Que bom que temos você, Andrea, pra resgatar essas grandes figuras do ostracismo a que foram relegadas.
Belíssima entrevista!
Beijos.
Outra entrevista perfeita! Bom conhecer a história e as estórias de Xavier de Oliveira, a quem devemos muito respeito e admiração. E você, Andréa, mais uma vez conduzindo elegante e inteligentemente uma entrevista.
Neste domingo, dia 29/03, a TV Brasil (canal 19 em Minas)exibirá "Marcelo Zona Sul" no Programa de Cinema, às 12h. Eis uma excelente oportunidade para ver ou rever este clássico da filmografia nacional.
Forte abraço para você e para o Xavier Oliveira.

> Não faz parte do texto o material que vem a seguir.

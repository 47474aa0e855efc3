use axum::Router;

use crate::state::SharedState;

pub mod docs;
pub mod health;
pub mod identity;
pub mod rooms;
pub mod sse;

/// Compose all route trees, wiring in shared state and documentation routes.
pub fn router(state: SharedState) -> Router<()> {
    let api_router = health::router()
        .merge(identity::router())
        .merge(rooms::router())
        .merge(sse::router());

    api_router.merge(docs::router()).with_state(state)
}
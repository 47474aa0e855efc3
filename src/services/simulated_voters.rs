//! Drives the simulated participants of a room: once per round, each one waits a little,
//! asks the oracle for an estimate and casts it.
//!
//! Only the client elected by [`RoomProjection::simulated_driver`] runs passes, so a room
//! shared by several clients asks the oracle once per simulated participant.

use std::{sync::Arc, time::Duration};

use rand::Rng;
use tokio::{task::JoinHandle, time::sleep};
use tracing::{debug, info};

use crate::{
    config::VoteDelay,
    oracle::OracleAdapter,
    services::room_engine::RoomEngine,
    state::{
        phase::RoomPhase,
        projection::RoomProjection,
        room::{EstimateValue, Participant, Topic},
    },
};

/// Start the scheduler of one room. Abort the returned handle to stop it.
pub fn spawn(engine: RoomEngine, oracle: Arc<OracleAdapter>, delay: VoteDelay) -> JoinHandle<()> {
    tokio::spawn(run(engine, oracle, delay))
}

fn needs_pass(projection: &RoomProjection, local_id: &str) -> bool {
    projection.phase == RoomPhase::Voting
        && projection.simulated_driver() == Some(local_id)
        && projection
            .participants
            .values()
            .any(|participant| participant.is_simulated() && !projection.has_estimate(&participant.id))
}

/// React to every projection change. Passes run inline, so at most one is in flight.
async fn run(engine: RoomEngine, oracle: Arc<OracleAdapter>, delay: VoteDelay) {
    let mut updates = engine.subscribe();
    loop {
        let pending = needs_pass(&updates.borrow_and_update(), &engine.local_participant().id);
        if pending {
            run_pass(&engine, &oracle, delay).await;
            continue;
        }
        if updates.changed().await.is_err() {
            break;
        }
    }
    debug!(room_id = %engine.room_id(), "simulated voters stopped");
}

async fn run_pass(engine: &RoomEngine, oracle: &OracleAdapter, delay: VoteDelay) {
    let (round, pending) = {
        let projection = engine.snapshot();
        (projection.round, projection.simulated_without_estimate())
    };
    info!(room_id = %engine.room_id(), round, pending = pending.len(), "simulated voting pass");

    for participant in pending {
        sleep(sample_delay(delay)).await;
        let Some(topic) = topic_if_still_pending(engine, &participant, round) else {
            continue;
        };
        let Some(persona) = participant.persona() else {
            continue;
        };

        let estimate = oracle.estimate(&topic, persona).await;
        if topic_if_still_pending(engine, &participant, round).is_none() {
            debug!(
                room_id = %engine.room_id(),
                participant_id = %participant.id,
                "round moved on during estimate, dropping it"
            );
            continue;
        }

        engine
            .cast_vote(
                &participant.id,
                EstimateValue::Point(estimate.value),
                Some(estimate.rationale),
            )
            .await;
    }
}

/// Current topic when `participant` still owes a vote for `round`.
fn topic_if_still_pending(
    engine: &RoomEngine,
    participant: &Participant,
    round: u64,
) -> Option<Topic> {
    let projection = engine.snapshot();
    let pending = projection.phase == RoomPhase::Voting
        && projection.round == round
        && projection.simulated_driver() == Some(engine.local_participant().id.as_str())
        && projection.participants.contains_key(&participant.id)
        && !projection.has_estimate(&participant.id);
    pending.then_some(projection.topic)
}

fn sample_delay(delay: VoteDelay) -> Duration {
    let min = delay.min.as_millis() as u64;
    let max = delay.max.as_millis() as u64;
    Duration::from_millis(rand::rng().random_range(min..=max))
}

#[cfg(test)]
mod tests {
    use std::time::Duration;

    use tokio::time::timeout;

    use super::*;
    use crate::{
        config::AppConfig,
        dao::record_store::{RecordStore, memory::InMemoryRecordStore},
        oracle::adapter::{FALLBACK_POINT, UNAVAILABLE_RATIONALE},
        state::room::ScalePoint,
    };

    fn quick() -> VoteDelay {
        VoteDelay::new(Duration::from_millis(1), Duration::from_millis(5))
    }

    async fn room(store: &InMemoryRecordStore) -> RoomEngine {
        room_as(store, "a").await
    }

    async fn room_as(store: &InMemoryRecordStore, human: &str) -> RoomEngine {
        RoomEngine::open(
            Arc::new(store.clone()),
            "r1",
            Participant::human(human, human.to_uppercase(), ""),
            AppConfig::default().personas().to_vec(),
        )
        .await
        .unwrap()
    }

    #[test]
    fn delay_samples_stay_in_bounds() {
        let bounds = VoteDelay::new(Duration::from_millis(10), Duration::from_millis(20));
        for _ in 0..100 {
            let sample = sample_delay(bounds);
            assert!(sample >= bounds.min && sample <= bounds.max);
        }
        let fixed = VoteDelay::new(Duration::from_millis(7), Duration::from_millis(7));
        assert_eq!(sample_delay(fixed), Duration::from_millis(7));
    }

    #[tokio::test]
    async fn every_simulated_participant_votes_once_per_round() {
        let store = InMemoryRecordStore::new();
        let engine = room(&store).await;
        let voters = spawn(engine.clone(), Arc::new(OracleAdapter::disabled()), quick());

        engine.add_simulated_participants().await;
        engine.set_topic("Audit log", "Record admin actions").await;
        engine.set_phase(RoomPhase::Voting).await;
        engine
            .cast_vote("a", EstimateValue::Point(ScalePoint::Five), None)
            .await;

        let mut updates = engine.subscribe();
        timeout(Duration::from_secs(2), updates.wait_for(RoomProjection::all_voted))
            .await
            .expect("simulated voters did not finish")
            .unwrap();

        let snapshot = engine.snapshot();
        assert_eq!(snapshot.estimates.len(), 4);
        for participant in snapshot.participants.values().filter(|p| p.is_simulated()) {
            let estimate = &snapshot.estimates[&participant.id];
            assert_eq!(estimate.value, EstimateValue::Point(FALLBACK_POINT));
            assert_eq!(estimate.rationale.as_deref(), Some(UNAVAILABLE_RATIONALE));
        }
        assert_eq!(
            RecordStore::list_estimates(&store, "r1").await.unwrap().len(),
            4
        );
        voters.abort();
    }

    #[tokio::test]
    async fn nothing_happens_outside_voting() {
        let store = InMemoryRecordStore::new();
        let engine = room(&store).await;
        let voters = spawn(engine.clone(), Arc::new(OracleAdapter::disabled()), quick());

        engine.add_simulated_participants().await;
        tokio::time::sleep(Duration::from_millis(50)).await;
        assert!(engine.snapshot().estimates.is_empty());
        voters.abort();
    }

    #[tokio::test]
    async fn votes_for_an_abandoned_round_are_dropped() {
        let store = InMemoryRecordStore::new();
        let engine = room(&store).await;
        let slow = VoteDelay::new(Duration::from_millis(100), Duration::from_millis(100));
        let voters = spawn(engine.clone(), Arc::new(OracleAdapter::disabled()), slow);

        engine.add_simulated_participants().await;
        engine.set_phase(RoomPhase::Voting).await;
        tokio::time::sleep(Duration::from_millis(20)).await;
        engine.set_phase(RoomPhase::Revealed).await;

        tokio::time::sleep(Duration::from_millis(400)).await;
        assert!(engine.snapshot().estimates.is_empty());
        voters.abort();
    }

    #[tokio::test]
    async fn a_new_round_triggers_a_new_pass() {
        let store = InMemoryRecordStore::new();
        let engine = room(&store).await;
        let voters = spawn(engine.clone(), Arc::new(OracleAdapter::disabled()), quick());
        engine.add_simulated_participants().await;

        for _ in 0..2 {
            engine.set_phase(RoomPhase::Voting).await;
            let mut updates = engine.subscribe();
            timeout(
                Duration::from_secs(2),
                updates.wait_for(|p| p.estimates.len() == 3),
            )
            .await
            .expect("pass did not complete")
            .unwrap();
            engine.set_phase(RoomPhase::Revealed).await;
        }
        voters.abort();
    }

    #[tokio::test]
    async fn only_the_elected_client_drives_simulated_voters() {
        let store = InMemoryRecordStore::new();
        let ada = room_as(&store, "a").await;
        let bob = room_as(&store, "b").await;
        let voters = spawn(bob.clone(), Arc::new(OracleAdapter::disabled()), quick());

        bob.add_simulated_participants().await;
        bob.set_phase(RoomPhase::Voting).await;
        tokio::time::sleep(Duration::from_millis(100)).await;
        assert!(bob.snapshot().estimates.is_empty());

        ada.leave().await;
        let mut updates = bob.subscribe();
        timeout(
            Duration::from_secs(2),
            updates.wait_for(|p| p.estimates.len() == 3),
        )
        .await
        .expect("remaining client never took over")
        .unwrap();
        voters.abort();
    }
}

Andrea, escolhi o Estranho Encontro para um prêmio. Passe no meu blog para maiores informações.
Beijos!
Andrea, somente agora consegui ler esta longa (e genial) entrevista com o Xavier. Que coisa fantástica, que cara acima da média. Gostaria de ver mais coisas assim nesse genial blog. Tenho dito: Andrea Ormond é a melhor amiga do cinema brasileiro.
Matheus Trunk
www.violaosardinhaepao.blogspot.com
Excelente entrevista, Andrea, uma verdadeira "viagem" no itinerário de Xavier de Oliveira. Tive muito prazer em conhecê-lo.
Adilson, obrigada. Acho que entre o Vampiro e Marcelo, Andre e Gargalhada Final, o Vampiro perde. Mas vejo nele qualidades tb, com o tempo fui percebendo várias coisas ali. Beijos, querido
Obrigada, Sergio. Os méritos do Xavier, dentro e fora da entrevista, são imensos. Os filmes falam por si e o bate-papo que tivemos foi emocionante para mim tb, houve uma compreensão mútua que acho importantíssima para as coisas fluírem. Quanto à indicação ao prêmio, já respondi no Kinocrazy :) Beijo!
Márcio, que bom vc ter colocado este aviso sobre a reprise do Marcelo, adoro quando isto acontece. Quem lê o texto pode pessoalmente conferir o filme e tirar suas conclusões. Obrigada, grande abraço pra vc!
Matheus, a entrevista é longa e cheia de detalhes, realmente. O depoimento tem uma qualidade humana fortíssima, me impactou tb. Obrigada pelo carinho, bjs
Não é, Setaro? A conversa com o Xavier foi uma espécie de teletransporte, uma experiência marcante.